What you will do:
From the records below, copy every line that contains the word "NewCampaign".

Data in this exercise:
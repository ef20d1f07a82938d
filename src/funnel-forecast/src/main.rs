//! Funnel Forecast: advertising funnel calculator with saved campaigns.
//!
//! Main entry point: loads configuration, opens the campaign store, and runs
//! one command.

mod cli;
mod output;

use anyhow::Context;
use clap::Parser;
use cli::{CampaignCommand, Cli, Command};
use forecast_core::config::AppConfig;
use forecast_core::{parse_input, FunnelInputs};
use forecast_engine::{
    break_even_points, calculate, compare_scenarios, funnel_stages, insights, reverse_calculate,
    sensitivity_ctr, Scenario, SensitivityRange,
};
use forecast_reporting::{format_number, ForecastReport, ReportRenderer};
use forecast_store::{CampaignStore, CampaignUpdate, NewCampaign};
use serde::Serialize;
use tracing::{debug, info};

fn main() -> anyhow::Result<()> {
    let cli = Cli::parse();
    init_tracing(cli.log_json);

    // Load configuration
    let mut config = AppConfig::load().unwrap_or_else(|e| {
        tracing::warn!(error = %e, "Failed to load config, using defaults");
        AppConfig::default()
    });

    // Apply CLI overrides
    if let Some(path) = &cli.store {
        config.store.path = path.display().to_string();
    }
    if let Some(currency) = &cli.currency {
        config.report.currency = currency.clone();
    }

    debug!(
        store = %config.store.path,
        currency = %config.report.currency,
        "Configuration loaded"
    );

    run(cli, &config)
}

fn init_tracing(json: bool) {
    let filter = tracing_subscriber::EnvFilter::try_from_default_env()
        .unwrap_or_else(|_| "funnel_forecast=info,forecast_store=info".into());
    let builder = tracing_subscriber::fmt()
        .with_env_filter(filter)
        .with_writer(std::io::stderr);
    if json {
        builder.json().init();
    } else {
        builder.compact().init();
    }
}

fn run(cli: Cli, config: &AppConfig) -> anyhow::Result<()> {
    let json = cli.json;
    let currency = config.report.currency.as_str();

    match cli.command {
        Command::Calculate(args) => {
            let i = args.inputs();
            let m = calculate(i.budget, i.cpm, i.ctr, i.cr, i.avg_check);
            emit(json, &m, || output::print_metrics(&m, currency))
        }
        Command::Stages(args) => {
            let i = args.inputs();
            let stages = funnel_stages(i.budget, i.cpm, i.ctr, i.cr, i.avg_check);
            emit(json, &stages, || output::print_stages(&stages, currency))
        }
        Command::Insights(args) => {
            let i = args.inputs();
            let m = calculate(i.budget, i.cpm, i.ctr, i.cr, i.avg_check);
            let list = insights(&m, i.ctr, i.cr, i.avg_check);
            emit(json, &list, || output::print_insights(&list))
        }
        Command::Reverse(args) => {
            let (profit, cpm, ctr, cr, avg_check) = args.values();
            let r = reverse_calculate(profit, cpm, ctr, cr, avg_check);
            emit(json, &r, || output::print_reverse(&r, currency))
        }
        Command::BreakEven { funnel, max_budget } => {
            let i = funnel.inputs();
            let max = max_budget
                .as_deref()
                .map(parse_input)
                .unwrap_or(i.budget * config.analysis.break_even_budget_factor);
            let points = break_even_points(i.cpm, i.ctr, i.cr, i.avg_check, max);
            emit(json, &points, || {
                output::print_points(&points, "Budget", "Profit", |v| {
                    forecast_reporting::format_currency(v, currency)
                })
            })
        }
        Command::Sensitivity {
            funnel,
            min,
            max,
            steps,
        } => {
            let i = funnel.inputs();
            let range = SensitivityRange {
                min: min.unwrap_or(config.analysis.sensitivity_min),
                max: max.unwrap_or(config.analysis.sensitivity_max),
                steps: steps.unwrap_or(config.analysis.sensitivity_steps),
            };
            let points = sensitivity_ctr(i.budget, i.cpm, i.ctr, i.cr, i.avg_check, range);
            emit(json, &points, || {
                output::print_points(&points, "CTR %", "ROAS", |v| {
                    format!("{}x", format_number(v, 2))
                })
            })
        }
        Command::Campaign(cmd) => {
            let store = open_store(config)?;
            run_campaign(cmd, &store, config, json)
        }
        Command::Compare { ids } => {
            let store = open_store(config)?;
            let records = if ids.is_empty() {
                let mut all = store.list();
                // oldest first so the baseline is stable
                all.reverse();
                all
            } else {
                ids.iter()
                    .map(|id| store.find_by_prefix(id))
                    .collect::<Result<Vec<_>, _>>()?
            };
            let scenarios: Vec<Scenario> = records
                .into_iter()
                .map(|r| Scenario::new(r.name, r.inputs))
                .collect();
            let cmp = compare_scenarios(&scenarios);
            emit(json, &cmp, || output::print_comparison(&cmp, currency))
        }
        Command::Report {
            id,
            funnel,
            format,
            output,
        } => {
            let (title, report_currency, inputs) = match id {
                Some(id) => {
                    let store = open_store(config)?;
                    let record = store.find_by_prefix(&id)?;
                    (record.name, record.currency, record.inputs)
                }
                None if funnel.is_blank() => {
                    anyhow::bail!("report needs --id or the funnel flags (--budget, --cpm, ...)")
                }
                None => (
                    config.report.title.clone(),
                    currency.to_string(),
                    funnel.inputs(),
                ),
            };
            let report = build_report(title, report_currency, inputs, config);
            let rendered = ReportRenderer::new(config.report.lines_per_page).render(&report, format)?;

            match output {
                Some(path) => {
                    std::fs::write(&path, rendered)
                        .with_context(|| format!("writing report to {}", path.display()))?;
                    info!(path = %path.display(), report_id = %report.id, "Report written");
                }
                None => print!("{rendered}"),
            }
            Ok(())
        }
    }
}

fn run_campaign(
    cmd: CampaignCommand,
    store: &CampaignStore,
    config: &AppConfig,
    json: bool,
) -> anyhow::Result<()> {
    match cmd {
        CampaignCommand::Save {
            name,
            funnel,
            platform,
            notes,
        } => {
            let record = store.create(NewCampaign {
                name,
                currency: Some(config.report.currency.clone()),
                platform,
                notes,
                inputs: funnel.inputs(),
            })?;
            emit(json, &record, || {
                println!("Saved {} ({})", record.name, record.id)
            })
        }
        CampaignCommand::List => {
            let records = store.list();
            emit(json, &records, || output::print_records(&records))
        }
        CampaignCommand::Show { id } => {
            let record = store.find_by_prefix(&id)?;
            let i = record.inputs;
            let metrics = calculate(i.budget, i.cpm, i.ctr, i.cr, i.avg_check);

            #[derive(Serialize)]
            struct Shown<'a> {
                campaign: &'a forecast_store::CampaignRecord,
                metrics: &'a forecast_engine::CampaignMetrics,
            }
            let shown = Shown {
                campaign: &record,
                metrics: &metrics,
            };
            emit(json, &shown, || {
                output::print_record(&record);
                output::print_metrics(&metrics, &record.currency);
            })
        }
        CampaignCommand::Update {
            id,
            name,
            platform,
            notes,
            budget,
            cpm,
            ctr,
            cr,
            avg_check,
        } => {
            let record = store.find_by_prefix(&id)?;
            let update = CampaignUpdate {
                name,
                currency: None,
                platform,
                notes,
                budget: budget.as_deref().map(parse_input),
                cpm: cpm.as_deref().map(parse_input),
                ctr: ctr.as_deref().map(parse_input),
                cr: cr.as_deref().map(parse_input),
                avg_check: avg_check.as_deref().map(parse_input),
            };
            let updated = store.update(record.id, update)?;
            emit(json, &updated, || {
                println!("Updated {} ({})", updated.name, updated.id)
            })
        }
        CampaignCommand::Delete { id } => {
            let record = store.find_by_prefix(&id)?;
            store.delete(record.id)?;
            emit(json, &record.id, || {
                println!("Deleted {} ({})", record.name, record.id)
            })
        }
    }
}

fn open_store(config: &AppConfig) -> anyhow::Result<CampaignStore> {
    CampaignStore::open(&config.store.path)
        .with_context(|| format!("opening campaign store {}", config.store.path))
}

fn build_report(
    title: String,
    currency: String,
    inputs: FunnelInputs,
    config: &AppConfig,
) -> ForecastReport {
    let max_budget = inputs.budget * config.analysis.break_even_budget_factor;
    ForecastReport::build(title, currency, inputs, max_budget)
}

/// Print `value` as JSON when requested, otherwise run the text printer.
fn emit<T: Serialize>(json: bool, value: &T, text: impl FnOnce()) -> anyhow::Result<()> {
    if json {
        println!("{}", serde_json::to_string_pretty(value)?);
    } else {
        text();
    }
    Ok(())
}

Answer space:
use forecast_store::{CampaignStore, CampaignUpdate, NewCampaign};
            let record = store.create(NewCampaign {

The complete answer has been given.